----- Provided material
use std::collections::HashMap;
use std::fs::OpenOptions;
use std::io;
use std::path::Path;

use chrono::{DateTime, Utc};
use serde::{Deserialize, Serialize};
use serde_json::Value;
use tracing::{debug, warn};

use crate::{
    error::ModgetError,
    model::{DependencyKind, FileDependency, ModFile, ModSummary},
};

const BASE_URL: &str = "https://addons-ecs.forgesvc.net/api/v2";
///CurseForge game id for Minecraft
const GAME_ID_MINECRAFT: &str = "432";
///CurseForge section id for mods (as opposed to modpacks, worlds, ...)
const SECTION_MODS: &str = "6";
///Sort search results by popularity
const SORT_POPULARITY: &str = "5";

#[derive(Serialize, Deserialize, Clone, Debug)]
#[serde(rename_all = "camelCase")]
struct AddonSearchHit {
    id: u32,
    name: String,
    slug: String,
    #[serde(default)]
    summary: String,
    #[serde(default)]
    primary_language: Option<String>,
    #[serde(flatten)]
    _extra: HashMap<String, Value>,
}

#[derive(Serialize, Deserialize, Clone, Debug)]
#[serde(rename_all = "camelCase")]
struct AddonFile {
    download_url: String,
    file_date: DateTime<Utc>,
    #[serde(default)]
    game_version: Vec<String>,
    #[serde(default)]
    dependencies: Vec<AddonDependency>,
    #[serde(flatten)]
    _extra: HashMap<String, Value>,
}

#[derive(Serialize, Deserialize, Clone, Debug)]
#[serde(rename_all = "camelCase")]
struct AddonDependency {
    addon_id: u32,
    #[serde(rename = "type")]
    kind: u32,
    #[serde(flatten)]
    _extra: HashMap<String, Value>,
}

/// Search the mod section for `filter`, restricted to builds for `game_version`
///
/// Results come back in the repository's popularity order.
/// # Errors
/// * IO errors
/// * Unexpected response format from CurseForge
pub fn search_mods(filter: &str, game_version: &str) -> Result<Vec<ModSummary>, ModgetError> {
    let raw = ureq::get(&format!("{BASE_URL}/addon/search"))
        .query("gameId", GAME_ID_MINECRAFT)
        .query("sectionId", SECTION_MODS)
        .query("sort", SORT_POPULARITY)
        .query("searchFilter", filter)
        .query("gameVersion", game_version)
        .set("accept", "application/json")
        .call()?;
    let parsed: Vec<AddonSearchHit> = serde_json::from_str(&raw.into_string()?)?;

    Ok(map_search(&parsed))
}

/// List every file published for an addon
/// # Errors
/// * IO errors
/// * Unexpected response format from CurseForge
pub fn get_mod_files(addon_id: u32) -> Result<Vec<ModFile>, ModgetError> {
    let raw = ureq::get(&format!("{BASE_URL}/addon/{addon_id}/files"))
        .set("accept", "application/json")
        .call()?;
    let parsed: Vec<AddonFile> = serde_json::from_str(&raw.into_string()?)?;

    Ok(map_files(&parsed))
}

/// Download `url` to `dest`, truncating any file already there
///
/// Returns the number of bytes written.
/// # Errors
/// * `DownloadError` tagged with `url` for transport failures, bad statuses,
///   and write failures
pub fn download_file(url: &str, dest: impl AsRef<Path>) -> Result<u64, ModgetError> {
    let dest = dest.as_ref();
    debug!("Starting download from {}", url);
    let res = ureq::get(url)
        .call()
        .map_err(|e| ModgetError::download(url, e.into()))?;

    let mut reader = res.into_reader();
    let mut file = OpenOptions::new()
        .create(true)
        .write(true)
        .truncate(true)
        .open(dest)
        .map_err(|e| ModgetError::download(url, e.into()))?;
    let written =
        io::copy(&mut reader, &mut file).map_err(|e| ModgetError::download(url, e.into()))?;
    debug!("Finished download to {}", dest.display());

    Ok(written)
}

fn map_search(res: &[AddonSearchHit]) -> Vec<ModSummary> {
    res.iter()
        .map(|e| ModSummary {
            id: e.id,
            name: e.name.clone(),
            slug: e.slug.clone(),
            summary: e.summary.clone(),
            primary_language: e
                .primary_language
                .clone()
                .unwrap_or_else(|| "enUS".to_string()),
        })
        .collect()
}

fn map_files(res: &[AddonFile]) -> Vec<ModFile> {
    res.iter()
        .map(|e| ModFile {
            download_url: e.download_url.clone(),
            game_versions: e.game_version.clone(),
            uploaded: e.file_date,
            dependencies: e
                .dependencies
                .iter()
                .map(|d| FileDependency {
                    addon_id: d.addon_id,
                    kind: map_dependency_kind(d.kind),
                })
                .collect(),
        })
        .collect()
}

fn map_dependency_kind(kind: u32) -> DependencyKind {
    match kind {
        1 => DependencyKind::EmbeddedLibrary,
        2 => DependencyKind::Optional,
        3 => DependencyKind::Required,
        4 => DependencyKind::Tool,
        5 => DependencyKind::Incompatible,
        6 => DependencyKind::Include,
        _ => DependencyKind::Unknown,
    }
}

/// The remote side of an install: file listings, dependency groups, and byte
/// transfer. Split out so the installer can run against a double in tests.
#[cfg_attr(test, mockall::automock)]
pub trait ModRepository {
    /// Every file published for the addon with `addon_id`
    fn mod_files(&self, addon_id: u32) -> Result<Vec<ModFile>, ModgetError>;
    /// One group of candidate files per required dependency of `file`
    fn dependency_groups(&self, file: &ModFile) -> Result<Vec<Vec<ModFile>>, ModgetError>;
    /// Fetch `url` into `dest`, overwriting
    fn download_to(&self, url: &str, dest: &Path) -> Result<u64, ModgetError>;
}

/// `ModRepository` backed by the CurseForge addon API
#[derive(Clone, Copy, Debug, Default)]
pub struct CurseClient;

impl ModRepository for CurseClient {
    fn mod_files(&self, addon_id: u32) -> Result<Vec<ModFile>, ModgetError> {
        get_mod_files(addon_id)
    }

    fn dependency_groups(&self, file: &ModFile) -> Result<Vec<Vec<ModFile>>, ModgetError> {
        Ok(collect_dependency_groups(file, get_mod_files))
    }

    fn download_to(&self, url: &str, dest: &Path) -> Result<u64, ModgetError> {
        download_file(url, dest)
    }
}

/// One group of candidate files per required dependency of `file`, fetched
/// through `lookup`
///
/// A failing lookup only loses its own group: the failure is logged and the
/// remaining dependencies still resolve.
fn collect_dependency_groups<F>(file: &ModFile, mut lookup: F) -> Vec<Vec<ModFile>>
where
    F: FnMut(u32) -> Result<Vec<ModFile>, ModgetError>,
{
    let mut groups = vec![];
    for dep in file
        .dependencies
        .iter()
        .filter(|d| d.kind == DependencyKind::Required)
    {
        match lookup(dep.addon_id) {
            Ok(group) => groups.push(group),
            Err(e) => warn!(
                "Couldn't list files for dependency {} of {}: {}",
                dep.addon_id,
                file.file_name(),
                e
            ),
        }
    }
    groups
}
----------
• _What this task involves_: Write out each record exactly, without addition or omission.

• _The answer_:
use std::collections::HashMap;
use std::fs::OpenOptions;
use std::io;
use std::path::Path;

use chrono::{DateTime, Utc};
use serde::{Deserialize, Serialize};
use serde_json::Value;
use tracing::{debug, warn};

use crate::{
    error::ModgetError,
    model::{DependencyKind, FileDependency, ModFile, ModSummary},
};

const BASE_URL: &str = "https://addons-ecs.forgesvc.net/api/v2";
///CurseForge game id for Minecraft
const GAME_ID_MINECRAFT: &str = "432";
///CurseForge section id for mods (as opposed to modpacks, worlds, ...)
const SECTION_MODS: &str = "6";
///Sort search results by popularity
const SORT_POPULARITY: &str = "5";

#[derive(Serialize, Deserialize, Clone, Debug)]
#[serde(rename_all = "camelCase")]
struct AddonSearchHit {
    id: u32,
    name: String,
    slug: String,
    #[serde(default)]
    summary: String,
    #[serde(default)]
    primary_language: Option<String>,
    #[serde(flatten)]
    _extra: HashMap<String, Value>,
}

#[derive(Serialize, Deserialize, Clone, Debug)]
#[serde(rename_all = "camelCase")]
struct AddonFile {
    download_url: String,
    file_date: DateTime<Utc>,
    #[serde(default)]
    game_version: Vec<String>,
    #[serde(default)]
    dependencies: Vec<AddonDependency>,
    #[serde(flatten)]
    _extra: HashMap<String, Value>,
}

#[derive(Serialize, Deserialize, Clone, Debug)]
#[serde(rename_all = "camelCase")]
struct AddonDependency {
    addon_id: u32,
    #[serde(rename = "type")]
    kind: u32,
    #[serde(flatten)]
    _extra: HashMap<String, Value>,
}

/// Search the mod section for `filter`, restricted to builds for `game_version`
///
/// Results come back in the repository's popularity order.
/// # Errors
/// * IO errors
/// * Unexpected response format from CurseForge
pub fn search_mods(filter: &str, game_version: &str) -> Result<Vec<ModSummary>, ModgetError> {
    let raw = ureq::get(&format!("{BASE_URL}/addon/search"))
        .query("gameId", GAME_ID_MINECRAFT)
        .query("sectionId", SECTION_MODS)
        .query("sort", SORT_POPULARITY)
        .query("searchFilter", filter)
        .query("gameVersion", game_version)
        .set("accept", "application/json")
        .call()?;
    let parsed: Vec<AddonSearchHit> = serde_json::from_str(&raw.into_string()?)?;

    Ok(map_search(&parsed))
}

/// List every file published for an addon
/// # Errors
/// * IO errors
/// * Unexpected response format from CurseForge
pub fn get_mod_files(addon_id: u32) -> Result<Vec<ModFile>, ModgetError> {
    let raw = ureq::get(&format!("{BASE_URL}/addon/{addon_id}/files"))
        .set("accept", "application/json")
        .call()?;
    let parsed: Vec<AddonFile> = serde_json::from_str(&raw.into_string()?)?;

    Ok(map_files(&parsed))
}

/// Download `url` to `dest`, truncating any file already there
///
/// Returns the number of bytes written.
/// # Errors
/// * `DownloadError` tagged with `url` for transport failures, bad statuses,
///   and write failures
pub fn download_file(url: &str, dest: impl AsRef<Path>) -> Result<u64, ModgetError> {
    let dest = dest.as_ref();
    debug!("Starting download from {}", url);
    let res = ureq::get(url)
        .call()
        .map_err(|e| ModgetError::download(url, e.into()))?;

    let mut reader = res.into_reader();
    let mut file = OpenOptions::new()
        .create(true)
        .write(true)
        .truncate(true)
        .open(dest)
        .map_err(|e| ModgetError::download(url, e.into()))?;
    let written =
        io::copy(&mut reader, &mut file).map_err(|e| ModgetError::download(url, e.into()))?;
    debug!("Finished download to {}", dest.display());

    Ok(written)
}

fn map_search(res: &[AddonSearchHit]) -> Vec<ModSummary> {
    res.iter()
        .map(|e| ModSummary {
            id: e.id,
            name: e.name.clone(),
            slug: e.slug.clone(),
            summary: e.summary.clone(),
            primary_language: e
                .primary_language
                .clone()
                .unwrap_or_else(|| "enUS".to_string()),
        })
        .collect()
}

fn map_files(res: &[AddonFile]) -> Vec<ModFile> {
    res.iter()
        .map(|e| ModFile {
            download_url: e.download_url.clone(),
            game_versions: e.game_version.clone(),
            uploaded: e.file_date,
            dependencies: e
                .dependencies
                .iter()
                .map(|d| FileDependency {
                    addon_id: d.addon_id,
                    kind: map_dependency_kind(d.kind),
                })
                .collect(),
        })
        .collect()
}

fn map_dependency_kind(kind: u32) -> DependencyKind {
    match kind {
        1 => DependencyKind::EmbeddedLibrary,
        2 => DependencyKind::Optional,
        3 => DependencyKind::Required,
        4 => DependencyKind::Tool,
        5 => DependencyKind::Incompatible,
        6 => DependencyKind::Include,
        _ => DependencyKind::Unknown,
    }
}

/// The remote side of an install: file listings, dependency groups, and byte
/// transfer. Split out so the installer can run against a double in tests.
#[cfg_attr(test, mockall::automock)]
pub trait ModRepository {
    /// Every file published for the addon with `addon_id`
    fn mod_files(&self, addon_id: u32) -> Result<Vec<ModFile>, ModgetError>;
    /// One group of candidate files per required dependency of `file`
    fn dependency_groups(&self, file: &ModFile) -> Result<Vec<Vec<ModFile>>, ModgetError>;
    /// Fetch `url` into `dest`, overwriting
    fn download_to(&self, url: &str, dest: &Path) -> Result<u64, ModgetError>;
}

/// `ModRepository` backed by the CurseForge addon API
#[derive(Clone, Copy, Debug, Default)]
pub struct CurseClient;

impl ModRepository for CurseClient {
    fn mod_files(&self, addon_id: u32) -> Result<Vec<ModFile>, ModgetError> {
        get_mod_files(addon_id)
    }

    fn dependency_groups(&self, file: &ModFile) -> Result<Vec<Vec<ModFile>>, ModgetError> {
        Ok(collect_dependency_groups(file, get_mod_files))
    }

    fn download_to(&self, url: &str, dest: &Path) -> Result<u64, ModgetError> {
        download_file(url, dest)
    }
}

/// One group of candidate files per required dependency of `file`, fetched
/// through `lookup`
///
/// A failing lookup only loses its own group: the failure is logged and the
/// remaining dependencies still resolve.
fn collect_dependency_groups<F>(file: &ModFile, mut lookup: F) -> Vec<Vec<ModFile>>
where
    F: FnMut(u32) -> Result<Vec<ModFile>, ModgetError>,
{
    let mut groups = vec![];
    for dep in file
        .dependencies
        .iter()
        .filter(|d| d.kind == DependencyKind::Required)
    {
        match lookup(dep.addon_id) {
            Ok(group) => groups.push(group),
            Err(e) => warn!(
                "Couldn't list files for dependency {} of {}: {}",
                dep.addon_id,
                file.file_name(),
                e
            ),
        }
    }
    groups
}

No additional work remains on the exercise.